DATA FOR PROCESSING START

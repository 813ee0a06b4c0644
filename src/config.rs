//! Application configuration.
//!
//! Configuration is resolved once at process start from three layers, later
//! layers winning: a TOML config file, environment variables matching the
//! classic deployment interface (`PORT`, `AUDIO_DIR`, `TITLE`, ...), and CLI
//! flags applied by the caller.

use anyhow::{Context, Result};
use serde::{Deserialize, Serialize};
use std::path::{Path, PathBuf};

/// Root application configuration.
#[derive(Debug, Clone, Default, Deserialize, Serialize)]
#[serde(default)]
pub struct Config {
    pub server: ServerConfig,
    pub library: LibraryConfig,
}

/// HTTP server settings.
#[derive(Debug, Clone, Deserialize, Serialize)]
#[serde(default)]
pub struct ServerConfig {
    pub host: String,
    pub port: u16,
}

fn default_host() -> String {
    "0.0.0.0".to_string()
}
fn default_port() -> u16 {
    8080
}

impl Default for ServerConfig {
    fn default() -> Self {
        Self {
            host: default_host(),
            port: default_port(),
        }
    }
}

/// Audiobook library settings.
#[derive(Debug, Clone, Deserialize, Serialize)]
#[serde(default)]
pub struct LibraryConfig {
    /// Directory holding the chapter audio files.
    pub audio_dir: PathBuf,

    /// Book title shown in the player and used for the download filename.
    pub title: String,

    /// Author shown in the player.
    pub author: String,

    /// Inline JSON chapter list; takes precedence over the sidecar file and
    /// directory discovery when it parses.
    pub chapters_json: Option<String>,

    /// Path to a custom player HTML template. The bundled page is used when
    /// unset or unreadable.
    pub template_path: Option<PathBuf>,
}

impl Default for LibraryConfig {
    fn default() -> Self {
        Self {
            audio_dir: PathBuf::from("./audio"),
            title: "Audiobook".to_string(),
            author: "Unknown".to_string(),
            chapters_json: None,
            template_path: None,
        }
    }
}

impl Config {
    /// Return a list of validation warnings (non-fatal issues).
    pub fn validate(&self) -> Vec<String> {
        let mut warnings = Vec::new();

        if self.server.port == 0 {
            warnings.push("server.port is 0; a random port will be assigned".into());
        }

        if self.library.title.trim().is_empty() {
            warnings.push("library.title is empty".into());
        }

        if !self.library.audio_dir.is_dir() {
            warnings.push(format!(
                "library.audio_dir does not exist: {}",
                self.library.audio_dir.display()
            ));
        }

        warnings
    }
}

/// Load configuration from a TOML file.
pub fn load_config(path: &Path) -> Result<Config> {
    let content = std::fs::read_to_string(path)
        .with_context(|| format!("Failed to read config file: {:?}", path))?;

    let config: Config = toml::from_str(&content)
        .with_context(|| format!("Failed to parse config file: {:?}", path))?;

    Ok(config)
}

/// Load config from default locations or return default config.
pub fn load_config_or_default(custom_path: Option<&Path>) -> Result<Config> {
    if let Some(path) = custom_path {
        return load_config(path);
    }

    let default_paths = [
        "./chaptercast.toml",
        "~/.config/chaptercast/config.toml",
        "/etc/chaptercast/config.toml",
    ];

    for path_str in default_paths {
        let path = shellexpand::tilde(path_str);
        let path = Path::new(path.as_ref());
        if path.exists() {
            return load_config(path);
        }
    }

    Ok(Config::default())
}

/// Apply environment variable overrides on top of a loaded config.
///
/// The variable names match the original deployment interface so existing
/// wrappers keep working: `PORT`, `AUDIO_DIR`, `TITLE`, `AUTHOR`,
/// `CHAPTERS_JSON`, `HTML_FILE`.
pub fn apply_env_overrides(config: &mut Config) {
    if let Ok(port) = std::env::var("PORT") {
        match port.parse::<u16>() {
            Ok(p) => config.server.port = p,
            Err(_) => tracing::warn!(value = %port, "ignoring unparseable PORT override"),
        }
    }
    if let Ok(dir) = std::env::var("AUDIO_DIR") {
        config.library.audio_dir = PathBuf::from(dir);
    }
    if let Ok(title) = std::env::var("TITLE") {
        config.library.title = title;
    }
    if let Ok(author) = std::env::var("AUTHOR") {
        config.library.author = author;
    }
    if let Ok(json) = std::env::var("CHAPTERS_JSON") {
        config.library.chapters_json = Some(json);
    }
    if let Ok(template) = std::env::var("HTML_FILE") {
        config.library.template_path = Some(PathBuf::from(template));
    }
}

DATA FOR PROCESSING END
DATA FOR PROCESSING START

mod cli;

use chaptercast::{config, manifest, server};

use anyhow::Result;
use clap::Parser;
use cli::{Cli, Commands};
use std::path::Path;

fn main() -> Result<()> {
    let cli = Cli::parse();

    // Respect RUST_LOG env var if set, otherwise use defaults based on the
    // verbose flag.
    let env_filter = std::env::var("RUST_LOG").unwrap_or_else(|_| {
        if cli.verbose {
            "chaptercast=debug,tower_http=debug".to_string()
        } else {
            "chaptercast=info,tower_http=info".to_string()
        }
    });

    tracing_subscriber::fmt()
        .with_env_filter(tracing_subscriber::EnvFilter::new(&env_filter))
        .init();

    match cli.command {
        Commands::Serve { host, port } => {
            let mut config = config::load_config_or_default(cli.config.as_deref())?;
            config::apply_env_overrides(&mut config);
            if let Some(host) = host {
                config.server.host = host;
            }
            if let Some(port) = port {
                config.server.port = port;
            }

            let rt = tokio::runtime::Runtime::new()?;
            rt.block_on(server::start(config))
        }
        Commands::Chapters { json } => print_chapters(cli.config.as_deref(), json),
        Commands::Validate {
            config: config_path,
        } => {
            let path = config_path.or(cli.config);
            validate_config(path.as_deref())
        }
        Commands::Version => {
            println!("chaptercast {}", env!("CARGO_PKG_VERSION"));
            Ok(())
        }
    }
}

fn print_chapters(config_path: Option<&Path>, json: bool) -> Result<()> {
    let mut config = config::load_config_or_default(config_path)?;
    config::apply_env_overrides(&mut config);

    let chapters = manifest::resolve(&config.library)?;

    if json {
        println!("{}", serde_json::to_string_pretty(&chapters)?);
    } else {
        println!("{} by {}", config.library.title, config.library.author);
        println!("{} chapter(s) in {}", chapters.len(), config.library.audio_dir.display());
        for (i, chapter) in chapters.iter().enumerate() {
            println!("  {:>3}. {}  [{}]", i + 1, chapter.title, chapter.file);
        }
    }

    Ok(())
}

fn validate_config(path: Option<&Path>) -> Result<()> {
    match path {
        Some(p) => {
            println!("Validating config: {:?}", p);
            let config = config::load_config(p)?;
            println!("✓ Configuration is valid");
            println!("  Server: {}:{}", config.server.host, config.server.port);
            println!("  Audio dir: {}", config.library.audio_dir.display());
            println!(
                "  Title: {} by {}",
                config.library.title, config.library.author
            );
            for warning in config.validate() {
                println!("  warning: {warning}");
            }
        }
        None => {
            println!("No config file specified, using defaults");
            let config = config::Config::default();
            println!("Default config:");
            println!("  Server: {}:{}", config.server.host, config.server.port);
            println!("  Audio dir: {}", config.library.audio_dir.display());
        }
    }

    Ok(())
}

DATA FOR PROCESSING END
DATA FOR PROCESSING START

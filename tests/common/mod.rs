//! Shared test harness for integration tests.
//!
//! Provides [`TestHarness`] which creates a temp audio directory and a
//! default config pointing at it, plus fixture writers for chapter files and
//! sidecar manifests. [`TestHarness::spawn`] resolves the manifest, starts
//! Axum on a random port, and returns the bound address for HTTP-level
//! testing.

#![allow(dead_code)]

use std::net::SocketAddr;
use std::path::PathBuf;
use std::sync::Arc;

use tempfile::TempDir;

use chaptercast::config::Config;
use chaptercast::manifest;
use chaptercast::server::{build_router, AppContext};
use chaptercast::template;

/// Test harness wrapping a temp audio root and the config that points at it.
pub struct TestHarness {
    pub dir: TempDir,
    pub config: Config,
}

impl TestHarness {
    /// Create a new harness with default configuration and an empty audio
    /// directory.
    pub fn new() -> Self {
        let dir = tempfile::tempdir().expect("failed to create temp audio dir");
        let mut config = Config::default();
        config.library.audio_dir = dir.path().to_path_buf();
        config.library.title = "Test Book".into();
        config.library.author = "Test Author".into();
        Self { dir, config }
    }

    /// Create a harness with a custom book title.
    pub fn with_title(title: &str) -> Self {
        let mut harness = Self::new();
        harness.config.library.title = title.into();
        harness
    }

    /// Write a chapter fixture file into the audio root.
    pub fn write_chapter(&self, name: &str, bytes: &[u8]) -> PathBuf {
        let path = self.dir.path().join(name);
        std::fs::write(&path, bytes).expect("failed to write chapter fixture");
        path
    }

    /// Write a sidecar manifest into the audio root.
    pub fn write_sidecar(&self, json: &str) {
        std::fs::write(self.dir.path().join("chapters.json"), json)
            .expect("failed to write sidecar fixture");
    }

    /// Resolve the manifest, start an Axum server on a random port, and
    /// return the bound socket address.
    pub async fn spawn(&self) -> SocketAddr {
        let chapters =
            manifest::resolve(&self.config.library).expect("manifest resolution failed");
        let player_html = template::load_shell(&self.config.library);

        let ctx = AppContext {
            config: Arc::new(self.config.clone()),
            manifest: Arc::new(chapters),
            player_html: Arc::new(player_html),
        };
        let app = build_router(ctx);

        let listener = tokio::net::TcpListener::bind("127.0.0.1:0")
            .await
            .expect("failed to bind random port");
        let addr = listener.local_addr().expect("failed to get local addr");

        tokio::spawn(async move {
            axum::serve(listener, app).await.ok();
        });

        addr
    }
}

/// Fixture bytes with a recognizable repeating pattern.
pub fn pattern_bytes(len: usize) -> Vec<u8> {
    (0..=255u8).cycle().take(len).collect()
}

DATA FOR PROCESSING END

= BRIEF =
When the word "Commands" appears in a line of the listing, copy that line.

= OUTPUT BELOW =
use cli::{Cli, Commands};
        Commands::Serve { host, port } => {
        Commands::Chapters { json } => print_chapters(cli.config.as_deref(), json),
        Commands::Validate {
        Commands::Version => {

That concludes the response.